The winter holiday season is a time for celebrating and reuniting with friends, family and loved ones, but it's also one of the periods when Americans spend the most money. Although holiday gifts, food and accessories are the most common items Americans spend money on, charitable giving to groups and organizations also spikes. But during all the commotion, some individuals may forget to keep track of their contributions, making it more difficult to claim deductions during filing season.

There are a number of ways to track and organize donations and contributions, making it easier for givers to receive small tax breaks this April. The key is to have a basic knowledge of the tax rules regarding which contributions can be deducted and keeping tidy records.
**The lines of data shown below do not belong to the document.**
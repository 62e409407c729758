// SPDX-License-Identifier: Apache-2.0
// Copyright 2025 beebrx contributors
//
// Licensed under the Apache License, Version 2.0 (the "License");
// you may not use this file except in compliance with the License.
// You may obtain a copy of the License at
//
//     http://www.apache.org/licenses/LICENSE-2.0
//
// Unless required by applicable law or agreed to in writing, software
// distributed under the License is distributed on an "AS IS" BASIS,
// WITHOUT WARRANTIES OR CONDITIONS OF ANY KIND, either express or implied.
// See the License for the specific language governing permissions and
// limitations under the License.

//! Disc surface emulation
//!
//! A disc is two sides of [`format::TRACKS_PER_DISC`] tracks, each track a
//! buffer of 32-bit pulse words (one word per on-disc byte, one bit per
//! 2 µs flux-transition slot). Everything above this module - the drive,
//! the controller, the tool layer - reads and writes these buffers and
//! nothing else.
//!
//! Loading and saving disc image *files* is a separate concern; this module
//! only tracks which tracks have been written so a file backend can flush
//! them.

pub mod format;

use serde::{Deserialize, Serialize};

use format::{BYTES_PER_TRACK, TRACKS_PER_DISC};

/// In-memory pulse-level disc
///
/// Owns every track buffer. Track buffers have a fixed identity: their
/// contents only change through [`DiscImage::pulses_mut`] followed by
/// [`DiscImage::dirty_and_flush`], or through single-word writes from the
/// drive.
#[derive(Debug, Clone, Serialize, Deserialize)]
pub struct DiscImage {
    /// Pulse words for every track, indexed `[side][track]`
    tracks: Vec<Vec<u32>>,

    /// Whether the disc is double sided
    double_sided: bool,

    /// Write-protect tab state
    write_protect: bool,

    /// Tracks written since the last flush, as `(side, track)` pairs
    dirty_tracks: Vec<(bool, u32)>,
}

impl DiscImage {
    /// Create a blank (all pulses zero) disc
    ///
    /// A blank surface reads as endless 0x00 data bytes with 0x00 clocks,
    /// which is what an unformatted disc looks like to the controller.
    pub fn blank(double_sided: bool, write_protect: bool) -> Self {
        let num_sides = if double_sided { 2 } else { 1 };
        let tracks = (0..num_sides * TRACKS_PER_DISC)
            .map(|_| vec![0u32; BYTES_PER_TRACK as usize])
            .collect();
        Self {
            tracks,
            double_sided,
            write_protect,
            dirty_tracks: Vec::new(),
        }
    }

    /// Whether the disc has an upper side
    pub fn is_double_sided(&self) -> bool {
        self.double_sided
    }

    /// Whether the write-protect tab is set
    pub fn is_write_protect(&self) -> bool {
        self.write_protect
    }

    /// Change the write-protect tab
    pub fn set_write_protect(&mut self, write_protect: bool) {
        self.write_protect = write_protect;
    }

    fn track_index(&self, upper_side: bool, track: u32) -> Option<usize> {
        if track >= TRACKS_PER_DISC {
            return None;
        }
        if upper_side && !self.double_sided {
            return None;
        }
        let side_base = if upper_side { TRACKS_PER_DISC } else { 0 };
        Some((side_base + track) as usize)
    }

    /// Length of a track in pulse words
    ///
    /// Zero for tracks that do not exist (out of range, or upper side of a
    /// single-sided disc).
    pub fn track_length(&self, upper_side: bool, track: u32) -> u32 {
        match self.track_index(upper_side, track) {
            Some(index) => self.tracks[index].len() as u32,
            None => 0,
        }
    }

    /// Raw pulse buffer of a track
    pub fn pulses(&self, upper_side: bool, track: u32) -> Option<&[u32]> {
        self.track_index(upper_side, track)
            .map(|index| self.tracks[index].as_slice())
    }

    /// Mutable raw pulse buffer of a track
    ///
    /// Callers that write through this must follow up with
    /// [`DiscImage::dirty_and_flush`].
    pub fn pulses_mut(&mut self, upper_side: bool, track: u32) -> Option<&mut [u32]> {
        self.track_index(upper_side, track)
            .map(|index| self.tracks[index].as_mut_slice())
    }

    /// Record that a track was modified and needs flushing to any backend
    pub fn dirty_and_flush(&mut self, upper_side: bool, track: u32) {
        if !self.dirty_tracks.contains(&(upper_side, track)) {
            self.dirty_tracks.push((upper_side, track));
        }
        log::trace!(
            "disc: track {} side {} dirty ({} pending)",
            track,
            u32::from(upper_side),
            self.dirty_tracks.len()
        );
    }

    /// Take the list of dirty tracks, clearing it
    ///
    /// A file backend calls this to learn what to write back.
    pub fn take_dirty_tracks(&mut self) -> Vec<(bool, u32)> {
        std::mem::take(&mut self.dirty_tracks)
    }
}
First, individuals who plan to deduct contributions should make sure their donation or gift is given to a qualified organization - otherwise, they may not be able to deduct it on their taxes. There are a number of groups and institutions that fall under the qualified organization definition, such as churches, most nonprofit groups, colleges and museums. Most organizations can be considered qualified if they operate for religious, educational, charitable, scientific or literary purposes. In addition, groups that work for the prevention of cruelty to animals or children generally qualify. Keep in mind that contributions to specific individuals, political organizations and candidates are not deductible.

Second, individuals should ask for a receipt outlining the details of the contribution and keep bank or payroll statements that also verify cash, check or monetary donations. Taxpayers must also have written communication from the organization that provides the name of the group, date of the donation and amount of the contribution.

Different contribution amounts and the type of contributions themselves may impose their own rules and require different actions in order to claim them, making it important to consult a tax preparer. For example, cash or property contributions amounting to more than $250 require communication from the organization giving a description of the donation and any goods or services provided in exchange for the gift. Individuals who make noncash contributions exceeding $500 must fill out and attach Form 8283. Section B of this form must also be filled out by taxpayers who contribute items exceeding $5,000, which typically require an appraisal.

Taxpayers who plan on claiming charitable contributions must file Form 1040 and itemize their deductions on Schedule A.